ACTIVITY:
Retrieve each line that contains the word "Result" from the entries below.

INFORMATION SUPPLIED:
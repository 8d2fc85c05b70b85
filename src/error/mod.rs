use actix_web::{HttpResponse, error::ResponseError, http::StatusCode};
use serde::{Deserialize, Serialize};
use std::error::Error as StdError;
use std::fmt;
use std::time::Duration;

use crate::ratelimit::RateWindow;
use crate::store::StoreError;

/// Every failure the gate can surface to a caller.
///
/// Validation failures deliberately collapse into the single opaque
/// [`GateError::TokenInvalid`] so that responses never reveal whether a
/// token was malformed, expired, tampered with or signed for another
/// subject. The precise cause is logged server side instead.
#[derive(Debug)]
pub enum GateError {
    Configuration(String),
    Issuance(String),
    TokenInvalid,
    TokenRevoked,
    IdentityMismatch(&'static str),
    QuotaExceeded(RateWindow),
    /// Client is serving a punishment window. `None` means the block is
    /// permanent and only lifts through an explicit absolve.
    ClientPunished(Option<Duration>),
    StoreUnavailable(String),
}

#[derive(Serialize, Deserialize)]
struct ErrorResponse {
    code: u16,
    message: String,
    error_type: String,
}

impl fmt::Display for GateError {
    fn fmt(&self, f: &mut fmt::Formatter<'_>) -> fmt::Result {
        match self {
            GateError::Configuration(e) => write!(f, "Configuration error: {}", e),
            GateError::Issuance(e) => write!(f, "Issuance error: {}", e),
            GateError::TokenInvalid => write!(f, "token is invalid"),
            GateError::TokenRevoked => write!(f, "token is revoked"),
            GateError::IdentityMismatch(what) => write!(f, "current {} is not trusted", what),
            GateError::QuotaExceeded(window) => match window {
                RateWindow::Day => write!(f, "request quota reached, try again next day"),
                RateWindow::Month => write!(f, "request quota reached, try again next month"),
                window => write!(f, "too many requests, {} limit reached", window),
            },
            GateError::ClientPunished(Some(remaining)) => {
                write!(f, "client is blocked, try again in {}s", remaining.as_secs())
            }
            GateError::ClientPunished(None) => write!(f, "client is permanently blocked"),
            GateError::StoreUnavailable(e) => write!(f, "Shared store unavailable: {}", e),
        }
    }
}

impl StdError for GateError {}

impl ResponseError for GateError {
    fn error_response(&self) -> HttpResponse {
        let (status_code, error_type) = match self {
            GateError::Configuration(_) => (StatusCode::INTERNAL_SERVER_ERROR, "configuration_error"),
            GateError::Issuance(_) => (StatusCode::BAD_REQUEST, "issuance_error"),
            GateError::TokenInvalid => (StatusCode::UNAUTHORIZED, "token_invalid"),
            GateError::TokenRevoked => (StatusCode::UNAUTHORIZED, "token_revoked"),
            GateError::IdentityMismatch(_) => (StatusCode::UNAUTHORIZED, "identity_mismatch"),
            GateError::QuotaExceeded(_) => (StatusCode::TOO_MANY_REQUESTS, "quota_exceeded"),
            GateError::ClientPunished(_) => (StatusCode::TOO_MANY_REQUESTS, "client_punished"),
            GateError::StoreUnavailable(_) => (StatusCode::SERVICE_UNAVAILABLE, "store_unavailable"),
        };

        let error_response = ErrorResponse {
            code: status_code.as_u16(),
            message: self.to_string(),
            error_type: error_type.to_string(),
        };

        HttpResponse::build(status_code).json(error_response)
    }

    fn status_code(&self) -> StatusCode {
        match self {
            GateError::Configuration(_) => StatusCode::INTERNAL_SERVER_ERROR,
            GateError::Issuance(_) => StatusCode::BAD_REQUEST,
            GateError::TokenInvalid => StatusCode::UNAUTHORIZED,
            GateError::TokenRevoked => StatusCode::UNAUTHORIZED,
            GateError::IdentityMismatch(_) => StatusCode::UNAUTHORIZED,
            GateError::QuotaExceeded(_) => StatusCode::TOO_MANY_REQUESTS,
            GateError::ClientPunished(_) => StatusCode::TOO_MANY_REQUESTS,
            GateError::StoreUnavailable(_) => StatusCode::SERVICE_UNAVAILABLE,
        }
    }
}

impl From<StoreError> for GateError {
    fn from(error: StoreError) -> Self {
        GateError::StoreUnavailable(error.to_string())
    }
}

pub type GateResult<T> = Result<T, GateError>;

==

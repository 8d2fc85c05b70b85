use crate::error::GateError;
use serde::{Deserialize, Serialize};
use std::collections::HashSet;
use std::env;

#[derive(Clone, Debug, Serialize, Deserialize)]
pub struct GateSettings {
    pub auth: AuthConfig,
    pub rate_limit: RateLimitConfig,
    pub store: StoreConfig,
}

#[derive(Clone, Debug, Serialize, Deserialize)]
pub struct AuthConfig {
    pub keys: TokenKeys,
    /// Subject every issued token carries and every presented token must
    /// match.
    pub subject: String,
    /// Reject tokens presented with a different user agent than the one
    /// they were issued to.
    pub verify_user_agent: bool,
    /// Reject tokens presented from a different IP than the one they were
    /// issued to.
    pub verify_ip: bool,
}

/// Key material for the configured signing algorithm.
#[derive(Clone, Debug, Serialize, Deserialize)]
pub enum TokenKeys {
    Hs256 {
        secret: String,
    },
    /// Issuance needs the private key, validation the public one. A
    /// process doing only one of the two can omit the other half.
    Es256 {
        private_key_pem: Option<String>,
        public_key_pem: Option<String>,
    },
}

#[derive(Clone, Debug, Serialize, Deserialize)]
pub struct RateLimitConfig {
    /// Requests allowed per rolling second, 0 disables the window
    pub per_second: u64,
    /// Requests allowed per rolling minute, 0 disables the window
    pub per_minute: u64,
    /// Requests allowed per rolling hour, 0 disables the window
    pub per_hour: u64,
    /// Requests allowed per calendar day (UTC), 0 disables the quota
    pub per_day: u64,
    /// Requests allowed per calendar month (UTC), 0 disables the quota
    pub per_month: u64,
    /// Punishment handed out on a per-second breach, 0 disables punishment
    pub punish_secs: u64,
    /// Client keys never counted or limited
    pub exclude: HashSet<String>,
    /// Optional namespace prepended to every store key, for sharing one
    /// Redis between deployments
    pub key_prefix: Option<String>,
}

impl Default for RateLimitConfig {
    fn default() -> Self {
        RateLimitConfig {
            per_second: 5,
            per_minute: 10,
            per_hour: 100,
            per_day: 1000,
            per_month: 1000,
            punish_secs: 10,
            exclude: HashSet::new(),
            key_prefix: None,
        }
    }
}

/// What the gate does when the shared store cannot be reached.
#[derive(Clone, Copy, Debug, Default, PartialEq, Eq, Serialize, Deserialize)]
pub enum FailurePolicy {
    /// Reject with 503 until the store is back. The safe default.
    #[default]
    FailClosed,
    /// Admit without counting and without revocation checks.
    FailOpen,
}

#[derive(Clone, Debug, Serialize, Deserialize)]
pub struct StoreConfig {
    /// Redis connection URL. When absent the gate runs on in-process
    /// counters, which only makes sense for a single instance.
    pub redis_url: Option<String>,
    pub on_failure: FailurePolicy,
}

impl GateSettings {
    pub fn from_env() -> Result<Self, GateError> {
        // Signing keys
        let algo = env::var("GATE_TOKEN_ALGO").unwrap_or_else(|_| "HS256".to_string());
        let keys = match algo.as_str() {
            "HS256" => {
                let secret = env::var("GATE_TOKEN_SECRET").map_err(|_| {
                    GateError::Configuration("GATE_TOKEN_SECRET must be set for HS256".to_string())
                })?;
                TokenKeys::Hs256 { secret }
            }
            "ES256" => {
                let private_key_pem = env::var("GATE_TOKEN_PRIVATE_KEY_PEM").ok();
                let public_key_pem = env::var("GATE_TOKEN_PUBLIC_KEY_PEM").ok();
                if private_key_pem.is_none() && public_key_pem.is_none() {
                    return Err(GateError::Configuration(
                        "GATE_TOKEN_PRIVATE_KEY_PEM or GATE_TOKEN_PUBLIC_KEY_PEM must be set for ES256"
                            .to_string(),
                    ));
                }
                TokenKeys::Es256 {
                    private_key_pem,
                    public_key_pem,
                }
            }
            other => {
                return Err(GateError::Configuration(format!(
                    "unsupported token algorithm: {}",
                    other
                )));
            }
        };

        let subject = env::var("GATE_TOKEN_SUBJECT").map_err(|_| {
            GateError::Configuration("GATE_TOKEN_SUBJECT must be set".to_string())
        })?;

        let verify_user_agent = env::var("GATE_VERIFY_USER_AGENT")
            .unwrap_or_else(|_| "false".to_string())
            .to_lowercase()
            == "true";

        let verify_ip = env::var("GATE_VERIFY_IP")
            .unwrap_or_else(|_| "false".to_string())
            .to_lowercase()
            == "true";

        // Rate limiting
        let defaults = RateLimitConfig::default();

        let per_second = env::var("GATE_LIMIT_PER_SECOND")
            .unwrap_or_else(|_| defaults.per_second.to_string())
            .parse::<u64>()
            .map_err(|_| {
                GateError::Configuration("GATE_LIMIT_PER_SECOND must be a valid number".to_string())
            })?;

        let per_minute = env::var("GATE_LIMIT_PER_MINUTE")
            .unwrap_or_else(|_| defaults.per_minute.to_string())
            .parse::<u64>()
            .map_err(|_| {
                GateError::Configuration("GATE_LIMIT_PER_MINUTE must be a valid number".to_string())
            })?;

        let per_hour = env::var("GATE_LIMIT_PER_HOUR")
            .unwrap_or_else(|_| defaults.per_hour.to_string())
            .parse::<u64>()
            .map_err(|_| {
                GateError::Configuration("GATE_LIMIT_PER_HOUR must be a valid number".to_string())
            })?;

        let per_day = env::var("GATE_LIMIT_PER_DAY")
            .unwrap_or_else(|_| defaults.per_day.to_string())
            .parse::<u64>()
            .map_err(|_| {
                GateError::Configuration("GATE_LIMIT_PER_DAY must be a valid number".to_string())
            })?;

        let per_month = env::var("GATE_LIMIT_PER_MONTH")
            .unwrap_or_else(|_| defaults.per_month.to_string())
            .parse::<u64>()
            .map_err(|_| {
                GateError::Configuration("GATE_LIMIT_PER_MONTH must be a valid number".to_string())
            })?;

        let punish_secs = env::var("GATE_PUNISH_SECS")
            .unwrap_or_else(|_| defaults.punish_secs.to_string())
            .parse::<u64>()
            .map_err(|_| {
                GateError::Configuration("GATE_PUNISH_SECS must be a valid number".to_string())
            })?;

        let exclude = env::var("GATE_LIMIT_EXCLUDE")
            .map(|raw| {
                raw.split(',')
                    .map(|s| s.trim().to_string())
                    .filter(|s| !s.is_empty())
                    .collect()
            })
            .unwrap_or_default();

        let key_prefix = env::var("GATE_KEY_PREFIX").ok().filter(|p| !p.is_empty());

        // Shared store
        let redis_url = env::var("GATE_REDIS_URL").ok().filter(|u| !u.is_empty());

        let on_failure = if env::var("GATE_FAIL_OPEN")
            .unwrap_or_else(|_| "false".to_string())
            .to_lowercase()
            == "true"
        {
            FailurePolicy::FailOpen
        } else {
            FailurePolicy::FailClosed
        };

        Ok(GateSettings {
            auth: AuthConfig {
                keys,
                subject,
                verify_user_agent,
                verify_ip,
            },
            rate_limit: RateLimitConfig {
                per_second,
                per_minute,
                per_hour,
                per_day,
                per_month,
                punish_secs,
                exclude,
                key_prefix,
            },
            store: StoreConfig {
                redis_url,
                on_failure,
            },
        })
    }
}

==

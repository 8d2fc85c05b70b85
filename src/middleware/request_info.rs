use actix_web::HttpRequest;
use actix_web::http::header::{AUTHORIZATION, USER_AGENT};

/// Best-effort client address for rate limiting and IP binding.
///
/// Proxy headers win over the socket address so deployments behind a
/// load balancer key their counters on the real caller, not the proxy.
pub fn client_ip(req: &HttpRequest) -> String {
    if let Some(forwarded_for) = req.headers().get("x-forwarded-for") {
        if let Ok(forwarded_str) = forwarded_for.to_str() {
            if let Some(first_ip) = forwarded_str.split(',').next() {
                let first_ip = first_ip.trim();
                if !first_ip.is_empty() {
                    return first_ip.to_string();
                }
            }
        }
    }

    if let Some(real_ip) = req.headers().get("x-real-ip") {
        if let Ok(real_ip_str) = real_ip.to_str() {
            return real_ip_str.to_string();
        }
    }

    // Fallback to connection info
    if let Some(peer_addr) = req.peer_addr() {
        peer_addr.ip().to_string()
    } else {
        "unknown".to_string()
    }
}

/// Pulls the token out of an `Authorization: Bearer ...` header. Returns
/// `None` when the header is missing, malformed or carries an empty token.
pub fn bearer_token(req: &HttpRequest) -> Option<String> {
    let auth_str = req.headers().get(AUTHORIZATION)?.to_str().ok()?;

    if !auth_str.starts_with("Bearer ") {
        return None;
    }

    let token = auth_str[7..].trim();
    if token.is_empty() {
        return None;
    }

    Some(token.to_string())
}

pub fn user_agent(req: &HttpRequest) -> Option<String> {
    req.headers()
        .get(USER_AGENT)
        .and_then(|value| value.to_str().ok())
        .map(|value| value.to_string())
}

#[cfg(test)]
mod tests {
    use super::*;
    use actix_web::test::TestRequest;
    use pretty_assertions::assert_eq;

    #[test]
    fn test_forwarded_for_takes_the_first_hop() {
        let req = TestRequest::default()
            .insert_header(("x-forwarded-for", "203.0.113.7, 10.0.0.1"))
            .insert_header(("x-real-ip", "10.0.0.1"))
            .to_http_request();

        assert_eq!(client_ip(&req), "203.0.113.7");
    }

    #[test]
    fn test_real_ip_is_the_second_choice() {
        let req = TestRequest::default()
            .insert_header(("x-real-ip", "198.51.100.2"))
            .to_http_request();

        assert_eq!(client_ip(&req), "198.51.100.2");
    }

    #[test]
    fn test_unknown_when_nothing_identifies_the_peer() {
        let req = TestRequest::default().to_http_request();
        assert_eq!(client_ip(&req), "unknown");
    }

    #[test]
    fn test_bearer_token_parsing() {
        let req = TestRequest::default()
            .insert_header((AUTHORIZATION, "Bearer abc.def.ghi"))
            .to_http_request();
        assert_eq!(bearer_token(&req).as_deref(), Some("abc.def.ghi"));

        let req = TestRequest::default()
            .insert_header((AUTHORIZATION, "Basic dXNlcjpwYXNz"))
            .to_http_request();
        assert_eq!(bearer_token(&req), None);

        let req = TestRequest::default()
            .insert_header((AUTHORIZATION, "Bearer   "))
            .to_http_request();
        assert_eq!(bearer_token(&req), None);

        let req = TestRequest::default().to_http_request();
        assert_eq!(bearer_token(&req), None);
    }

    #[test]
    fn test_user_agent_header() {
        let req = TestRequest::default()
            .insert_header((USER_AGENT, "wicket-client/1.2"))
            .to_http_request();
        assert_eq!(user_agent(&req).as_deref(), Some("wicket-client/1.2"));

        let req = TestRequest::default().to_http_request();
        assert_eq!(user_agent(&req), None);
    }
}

REPLY TO THE TASK:
    fn fmt(&self, f: &mut fmt::Formatter<'_>) -> fmt::Result {
pub type GateResult<T> = Result<T, GateError>;
    pub fn from_env() -> Result<Self, GateError> {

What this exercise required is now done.